Your remote storage will return a new eTag(s) that you will return to the Engine as return value of the WriteAsync() method. They will be stored with the item until the next update or synchronization.
Creating Files
When a file or is being created in the user file system the Engine calls IFolder.CreateFileAsync(). The Engine passes a new item metadata and, a content stream as parameters. Below is an example of CreateFileAsync() method implementation:
public class VirtualFolder: IFolder { ... public async Task<IFileMetadata> CreateFileAsync( IFileMetadata metadata, Stream content = null, IOperationContext operationContext = null, IInSyncResultContext inSyncResultContext = null, CancellationToken cancellationToken = default) { var res = await Serv.NewFileAsync( RemoteStorageId, // This folder remote storage ID (parent ID). content, metadata.Attributes, metadata.CreationTime.UtcDateTime, metadata.LastWriteTime.UtcDateTime, metadata.LastAccessTime.UtcDateTime, metadata.LastWriteTime.UtcDateTime, cancellationToken); return new FileMetadata() { RemoteStorageItemId = res.RemoteStorageId, ContentETag = res.ContentETag, MetadataETag = res.MetadataETag, ... }; } }
Content Stream Parameter
The content parameter contains stream that you will upload to your server. If the file is still blocked a null will be passed. In some cases you still may want to send file metadata to your remote storage and create a 0-length file. Or you can you can throw exception to indicate that the file creation failed.
Method Result
If the method completes without exceptions the file is marked as in-sync. Otherwise, the file is left in the not in-sync state. In this case the CreateFileAsync() method will be called again during next synchronization event.
On Windows platform, if the method completes without exceptions, the file is converted into a placeholder.

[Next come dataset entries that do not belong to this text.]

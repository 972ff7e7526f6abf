//! Edit-command links
//!
//! Mutations are performed by the backend's `editStructure` command; the
//! viewer only links to it.

use super::address::Address;
use url::form_urlencoded;

/// Command path appended to the configured command base
pub const EDIT_COMMAND: &str = "editStructure";

/// Action sent with node-scoped links
pub const ACTION_UPDATE: &str = "update";

/// Query parameters of an edit link. Empty or absent values are omitted.
#[derive(Debug, Clone, Copy, Default)]
pub struct EditParams<'a> {
    pub structure_type: &'a str,
    pub name: Option<&'a str>,
    pub node_id: Option<&'a str>,
    pub action: Option<&'a str>,
}

/// Compose `{base}/editStructure?type=…&name=…&nodeId=…&action=…`
pub fn edit_link(base: &str, params: &EditParams<'_>) -> String {
    let pairs = [
        ("type", Some(params.structure_type)),
        ("name", params.name),
        ("nodeId", params.node_id),
        ("action", params.action),
    ];

    let mut query = form_urlencoded::Serializer::new(String::new());
    for (key, value) in pairs {
        if let Some(value) = value.filter(|v| !v.is_empty()) {
            query.append_pair(key, value);
        }
    }
    let query = query.finish();

    let path = format!("{}/{}", base.trim_end_matches('/'), EDIT_COMMAND);
    if query.is_empty() {
        path
    } else {
        format!("{}?{}", path, query)
    }
}

/// Link that edits a single node
pub fn node_edit_link(
    base: &str,
    structure_type: &str,
    name: Option<&str>,
    address: &Address,
) -> String {
    edit_link(
        base,
        &EditParams {
            structure_type,
            name,
            node_id: Some(address.as_str()),
            action: Some(ACTION_UPDATE),
        },
    )
}

/// Link that edits the whole structure
pub fn structure_edit_link(base: &str, structure_type: &str, name: Option<&str>) -> String {
    edit_link(
        base,
        &EditParams {
            structure_type,
            name,
            ..Default::default()
        },
    )
}
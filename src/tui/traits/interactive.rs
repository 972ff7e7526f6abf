//! Interactive trait for components that handle keyboard input

use super::Component;
use crossterm::event::KeyEvent;

/// Result of handling a key event
///
/// Tells the App whether the component consumed the event or whether it
/// should fall through to the next layer.
#[derive(Debug, Clone, Copy, PartialEq, Eq)]
pub enum Handled {
    Yes,
    No,
}

impl Handled {
    pub fn was_handled(self) -> bool {
        self == Self::Yes
    }
}

impl From<bool> for Handled {
    fn from(handled: bool) -> Self {
        if handled {
            Self::Yes
        } else {
            Self::No
        }
    }
}

/// Trait for components that handle keyboard input
///
/// ```text
/// KeyEvent
///    │
///    ▼
/// Request bar editing (captures text input while focused)
///    │
///    ▼
/// App global keys (q, r, y, E, C, Tab)
///    │ if not handled
///    ▼
/// Focused component (Interactive::handle_key)
/// ```
pub trait Interactive: Component {
    /// Returns `Handled::Yes` if the component consumed the event
    fn handle_key(&mut self, key: KeyEvent) -> Handled;

    /// Keybind hints for the status bar while focused
    fn focus_hint(&self) -> &'static str;
}
//! Component trait system for the TUI
//!
//! Panels declare their capabilities through traits instead of the App
//! knowing how to render, scroll and copy for each one.
//!
//! ```text
//!                         App
//!          (routes keys, owns the StructureViewer)
//!                          │
//!        ┌────────────┬────┴───────┬────────────┐
//!        ▼            ▼            ▼            ▼
//!   RequestBar    TreePanel   DetailPanel   LogsPanel
//! ```
//!
//! - [`Component`] - identity + render
//! - [`Scrollable`] - content taller than the viewport
//! - [`Copyable`] - clipboard content
//! - [`Interactive`] - keyboard input

mod component;
mod copyable;
mod interactive;
mod scrollable;

pub use component::{Component, ComponentId, RenderContext};
pub use copyable::Copyable;
pub use interactive::{Handled, Interactive};
pub use scrollable::Scrollable;
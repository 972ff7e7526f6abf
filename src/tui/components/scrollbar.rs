//! Scrollbar rendering helper shared by the scrolling panels

use crate::tui::scroll::ScrollState;
use ratatui::{
    layout::{Margin, Rect},
    widgets::{Scrollbar, ScrollbarOrientation, ScrollbarState},
    Frame,
};

/// Draw a thumb-only scrollbar on the right border of `area`, but only when
/// the content overflows the viewport
pub fn render_scrollbar(f: &mut Frame, area: Rect, scroll: &ScrollState) {
    if !scroll.needs_scrollbar() {
        return;
    }

    let scrollbar = Scrollbar::new(ScrollbarOrientation::VerticalRight)
        .begin_symbol(None)
        .end_symbol(None);

    // ScrollbarState wants how far the content can scroll, not its length
    let content_length = scroll.total().saturating_sub(scroll.viewport());
    let mut state = ScrollbarState::new(content_length).position(scroll.offset());

    f.render_stateful_widget(
        scrollbar,
        area.inner(Margin {
            vertical: 1,
            horizontal: 0,
        }),
        &mut state,
    );
}
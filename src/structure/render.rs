//! Tree rendering
//!
//! One depth-first, pre-order walk turns a forest into a `VisualTree`: a
//! target-agnostic description of what each row shows, tagged with the node's
//! address. The same walk fills the `AddressIndex` used to dispatch clicks
//! back to nodes. Markup (`html`) and terminal rows are separate passes over
//! the result, so escaping lives in exactly one place per target.

use super::address::{address, Address, AddressIndex};
use super::node::{Forest, Node, NodeKind};
use super::selection::SelectionState;
use regex::Regex;
use std::sync::OnceLock;

/// Raw text previews are cut at this many characters
pub const TEXT_PREVIEW_CHARS: usize = 30;

/// Suffix appended to truncated previews
pub const ELLIPSIS: &str = "...";

/// What a label fragment represents (drives styling in every target)
#[derive(Debug, Clone, Copy, PartialEq, Eq)]
pub enum SpanRole {
    Component,
    Element,
    AttrId,
    AttrClass,
    Translation,
    Text,
    Unknown,
    Address,
}

impl SpanRole {
    /// CSS modifier used by the markup pass
    pub fn css_class(&self) -> &'static str {
        match self {
            SpanRole::Component => "tree__component",
            SpanRole::Element => "tree__element",
            SpanRole::AttrId => "tree__attr-id",
            SpanRole::AttrClass => "tree__attr-class",
            SpanRole::Translation => "tree__trans",
            SpanRole::Text => "tree__text",
            SpanRole::Unknown => "tree__unknown",
            SpanRole::Address => "tree__node-id",
        }
    }
}

/// One fragment of a row label. Text is unescaped.
#[derive(Debug, Clone, PartialEq, Eq)]
pub struct LabelSpan {
    pub role: SpanRole,
    pub text: String,
}

#[derive(Debug, Clone, Default, PartialEq, Eq)]
pub struct Label {
    pub spans: Vec<LabelSpan>,
}

impl Label {
    fn push(&mut self, role: SpanRole, text: impl Into<String>) {
        self.spans.push(LabelSpan {
            role,
            text: text.into(),
        });
    }

    /// Concatenated text of all spans
    pub fn plain(&self) -> String {
        self.spans.iter().map(|s| s.text.as_str()).collect()
    }
}

/// A rendered node
#[derive(Debug, Clone, PartialEq, Eq)]
pub struct VisualNode {
    pub address: Address,
    pub label: Label,
    pub has_children: bool,
    pub children: Vec<VisualNode>,
}

/// Flattened row for list-style targets
#[derive(Debug, Clone, PartialEq, Eq)]
pub struct VisibleRow<'a> {
    pub depth: usize,
    pub node: &'a VisualNode,
    pub expanded: bool,
}

/// Result of one render pass
#[derive(Debug, Clone, Default)]
pub struct VisualTree {
    roots: Vec<VisualNode>,
    index: AddressIndex,
}

impl VisualTree {
    /// An empty forest renders to an empty tree: a state, not an error
    pub fn is_empty(&self) -> bool {
        self.roots.is_empty()
    }

    pub fn roots(&self) -> &[VisualNode] {
        &self.roots
    }

    pub fn index(&self) -> &AddressIndex {
        &self.index
    }

    /// Addresses of every node that has children, pre-order
    pub fn expandable(&self) -> Vec<Address> {
        let mut out = Vec::new();
        walk(&self.roots, 0, &mut |node, _| {
            if node.has_children {
                out.push(node.address.clone());
            }
            true
        });
        out
    }

    /// Rows visible under the given expansion state. Children of collapsed
    /// nodes are skipped.
    pub fn visible_rows(&self, selection: &SelectionState) -> Vec<VisibleRow<'_>> {
        let mut rows = Vec::new();
        walk(&self.roots, 0, &mut |node, depth| {
            let expanded = node.has_children && selection.is_expanded(&node.address);
            rows.push(VisibleRow {
                depth,
                node,
                expanded,
            });
            expanded
        });
        rows
    }

    /// Fully expanded indented outline, one label per line
    pub fn outline(&self) -> String {
        let mut out = String::new();
        walk(&self.roots, 0, &mut |node, depth| {
            out.push_str(&"  ".repeat(depth));
            out.push_str(&node.label.plain());
            out.push('\n');
            true
        });
        out
    }
}

/// Pre-order walk; the visitor returns whether to descend into children
fn walk<'a, F>(nodes: &'a [VisualNode], depth: usize, visit: &mut F)
where
    F: FnMut(&'a VisualNode, usize) -> bool,
{
    for node in nodes {
        if visit(node, depth) {
            walk(&node.children, depth + 1, visit);
        }
    }
}

/// Render a forest. Each call is a fresh, finite pass.
pub fn render(forest: &Forest) -> VisualTree {
    let mut index = AddressIndex::default();
    let mut path = Vec::new();
    let roots = render_level(&forest.roots, None, &mut path, &mut index);
    tracing::debug!("Rendered structure tree: {} node(s)", index.len());
    VisualTree { roots, index }
}

fn render_level(
    nodes: &[Node],
    parent: Option<&Address>,
    path: &mut Vec<usize>,
    index: &mut AddressIndex,
) -> Vec<VisualNode> {
    nodes
        .iter()
        .enumerate()
        .map(|(i, node)| {
            path.push(i);
            let addr = index.claim(address(node, parent, i), path.clone());

            let mut label = node_label(node);
            label.push(SpanRole::Address, format!("[{}]", addr));

            let children = render_level(node.children(), Some(&addr), path, index);
            path.pop();

            VisualNode {
                address: addr,
                label,
                has_children: node.has_children(),
                children,
            }
        })
        .collect()
}

/// Label for a node, without the address suffix
pub fn node_label(node: &Node) -> Label {
    let mut label = Label::default();
    match &node.kind {
        NodeKind::Component { name, .. } => {
            label.push(SpanRole::Component, format!("<{}/>", name));
        }
        NodeKind::Element {
            tag, attributes, ..
        } => {
            label.push(SpanRole::Element, format!("<{}", tag));
            if let Some(id) = attributes.get("id").filter(|v| !v.is_blank()) {
                label.push(SpanRole::AttrId, format!("#{}", id.joined()));
            }
            if let Some(class) = attributes.get("class").filter(|v| !v.is_blank()) {
                label.push(SpanRole::AttrClass, format!(".{}", dotted(&class.joined())));
            }
            label.push(SpanRole::Element, ">");
        }
        NodeKind::TranslatedText { key } => {
            label.push(SpanRole::Translation, format!("{{{{{}}}}}", key));
        }
        NodeKind::RawText { text } => {
            label.push(SpanRole::Text, format!("\"{}\"", preview(text)));
        }
        NodeKind::Unknown { .. } => {
            label.push(SpanRole::Unknown, "<unknown>");
        }
    }
    label
}

/// Truncate to `TEXT_PREVIEW_CHARS` characters, appending `ELLIPSIS` if cut
pub fn preview(text: &str) -> String {
    match text.char_indices().nth(TEXT_PREVIEW_CHARS) {
        Some((cut, _)) => format!("{}{}", &text[..cut], ELLIPSIS),
        None => text.to_string(),
    }
}

/// Collapse whitespace runs into dots (`"btn  primary"` → `"btn.primary"`)
fn dotted(classes: &str) -> String {
    static WHITESPACE: OnceLock<Regex> = OnceLock::new();
    WHITESPACE
        .get_or_init(|| Regex::new(r"\s+").expect("static pattern"))
        .replace_all(classes, ".")
        .into_owned()
}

Otherwise, the file remains a regular file.
ID, Content eTag and Metadata eTag
Your remote storage will return a new file remote storage item ID and eTag(s) (version(s) in terms of macOS). You will return eTag(s) to the Engine as part of the return value of this method.
Creating Folders
When a folder is being created in the User File System the Engine calls IFolder.CreateFolderAsync() method:
public class VirtualFolder: IFolder { ... public async Task<IFolderMetadata> CreateFolderAsync( IFolderMetadata metadata, IOperationContext operationContext, IInSyncResultContext inSyncResultContext = null, CancellationToken cancellationToken = default) { var res = await Serv.NewFolderAsync( RemoteStorageId, // This folder remote storage ID (parent ID). metadata.Attributes, metadata.CreationTime.UtcDateTime, metadata.LastWriteTime.UtcDateTime, metadata.LastAccessTime.UtcDateTime, metadata.LastWriteTime.UtcDateTime, cancellationToken); return new FileMetadata() { RemoteStorageItemId = res.RemoteStorageId, MetadataETag = res.MetadataETag, ... }; } }
Method Result
If the method completes without exceptions the folder is marked as in-sync. Otherwise, the folder is left in the not in-sync state. In this case this method will be called again during next synchronization event.
On Windows platform, if the method completes without exceptions, the folder is converted into a placeholder. Otherwise, the folder remains a regular folder.
ID and Metadata eTag
Your remote storage will return a new folder remote storage item ID and metadata eTag(s) (version(s), in terms of macOS). You will return eTag(s) to the Engine as part of the return value of this method.